Saturday, 29 August 2009

Amsterdam: Sweet Moments

We called this place the Schnoozy Puss café, as that’s how a handyman (who appeared to be paid in ice cream for his endeavours) greeted one of the café’s three cats. The cats, who curled on perfectly feline sized chairs, sealed the obsession that had been seeded a few moments earlier when we had spied people sitting outside eating luscious ice creams.

The ice creams were fresh and tingly and so good that we came back twice during our stay, discovering that their fruit tarts and coffee were even better. It was unpretentious and uncontrivedly simple, and it has the atmosphere of somewhere that was a familiar, loved treat.

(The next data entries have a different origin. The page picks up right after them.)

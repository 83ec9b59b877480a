//! MNIST Realtime Benchmark CLI
//!
//! ```text
//! mnist_bench <gpu|cpu> <training|inference|test> [OPTIONS]
//! ```

use std::path::PathBuf;

use anyhow::{Context, Result};
use clap::Parser;
use tracing::{debug, info};

use mnist_bench::backend::{DeviceKind, NvidiaSmi};
use mnist_bench::bench::{self, BenchOptions, DeviceRequest, Interrupt};
use mnist_bench::config::{BenchmarkConfig, Mode};
use mnist_bench::dataset::MnistSource;
use mnist_bench::utils::logging::{init_logging, LogConfig};

/// Training and inference benchmark for an MNIST classifier
#[derive(Parser, Debug)]
#[command(name = "mnist_bench")]
#[command(version)]
#[command(about = "Time MNIST training and per-sample inference on CPU or GPU", long_about = None)]
struct Cli {
    /// Device to run on
    #[arg(value_enum)]
    device_type: DeviceKind,

    /// Benchmark to run
    #[arg(value_enum)]
    mode: Mode,

    /// GPU index
    #[arg(short = 'g', long = "gpu_index", default_value = "0")]
    gpu_index: usize,

    /// Training epochs for the training benchmark [default: 50]
    #[arg(short = 'n', long = "n_epochs_training")]
    n_epochs_training: Option<usize>,

    /// Accepted for compatibility, has no effect
    #[arg(short = 't', long = "test_mode", default_value = "false")]
    test_mode: bool,

    /// Maximum number of inference passes (0 = until interrupted)
    #[arg(short = 'l', long = "iteration_limit")]
    iteration_limit: Option<usize>,

    /// Enable verbose logging
    #[arg(short, long, default_value = "false")]
    verbose: bool,

    /// Load the benchmark configuration from a JSON file
    #[arg(long)]
    config: Option<PathBuf>,

    /// Read MNIST IDX files from this directory instead of downloading
    #[arg(long)]
    data_dir: Option<PathBuf>,

    /// Directory receiving the stats files
    #[arg(long, default_value = ".")]
    output_dir: PathBuf,

    /// Also write a JSON report to this path
    #[arg(long)]
    report: Option<PathBuf>,

    /// Random seed for weight init and shuffling
    #[arg(long)]
    seed: Option<u64>,
}

fn main() -> Result<()> {
    let cli = Cli::parse();

    let log_config = if cli.verbose {
        LogConfig::verbose()
    } else {
        LogConfig::default()
    };
    if let Err(e) = init_logging(&log_config) {
        eprintln!("Failed to initialize logging: {}", e);
    }

    if cli.test_mode {
        debug!("--test_mode is accepted but ignored");
    }

    let Some(kind) = cli.mode.benchmark() else {
        debug!("Test mode: skipping device, dataset and model");
        bench::run_test_mode(&mut std::io::stdout().lock())?;
        return Ok(());
    };

    let config = load_config(&cli)?;
    let source = match &cli.data_dir {
        Some(dir) => MnistSource::IdxDir(dir.clone()),
        None => MnistSource::Download,
    };
    let options = BenchOptions {
        output_dir: cli.output_dir.clone(),
        iteration_limit: cli.iteration_limit,
        verbose: cli.verbose,
    };
    let request = DeviceRequest {
        kind: cli.device_type,
        gpu_index: cli.gpu_index,
    };

    let (device, outcome) = bench::select_and_run(
        kind,
        request,
        &NvidiaSmi,
        &source,
        &config,
        &options,
        &Interrupt::ctrlc(),
    )?;

    info!("Stats written to {}", outcome.stats_path.display());
    if let Some(path) = &cli.report {
        outcome
            .report(&device.to_string())
            .save(path)
            .with_context(|| format!("Failed to write report {}", path.display()))?;
        info!("Report written to {}", path.display());
    }

    Ok(())
}

/// Config file (if any) with command line overrides applied
fn load_config(cli: &Cli) -> Result<BenchmarkConfig> {
    let mut config = match &cli.config {
        Some(path) => BenchmarkConfig::from_file(path)?,
        None => BenchmarkConfig::new(),
    };

    if let Some(epochs) = cli.n_epochs_training {
        config.training_epochs = epochs;
    }
    if let Some(seed) = cli.seed {
        config.seed = seed;
    }

    config.validate()?;
    debug!("{:?}", config);
    Ok(config)
}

Visiting our other felicitous discovery was like sitting inside a cake, perhaps their strawberry sponge. Decorated with mismatched everything and large, extravagantly decorated fake cakes, it was a bit like experiencing a baker’s trip. It was quite perfect, as were the teas – you got a pot with a selection of different tea varieties – and the cakes. I had a truffle tart, and layers of chocolate sponge were sandwiched with hazelnutty buttercream, topped with a thin chocolate seal and an impressively chunky chocolate curl.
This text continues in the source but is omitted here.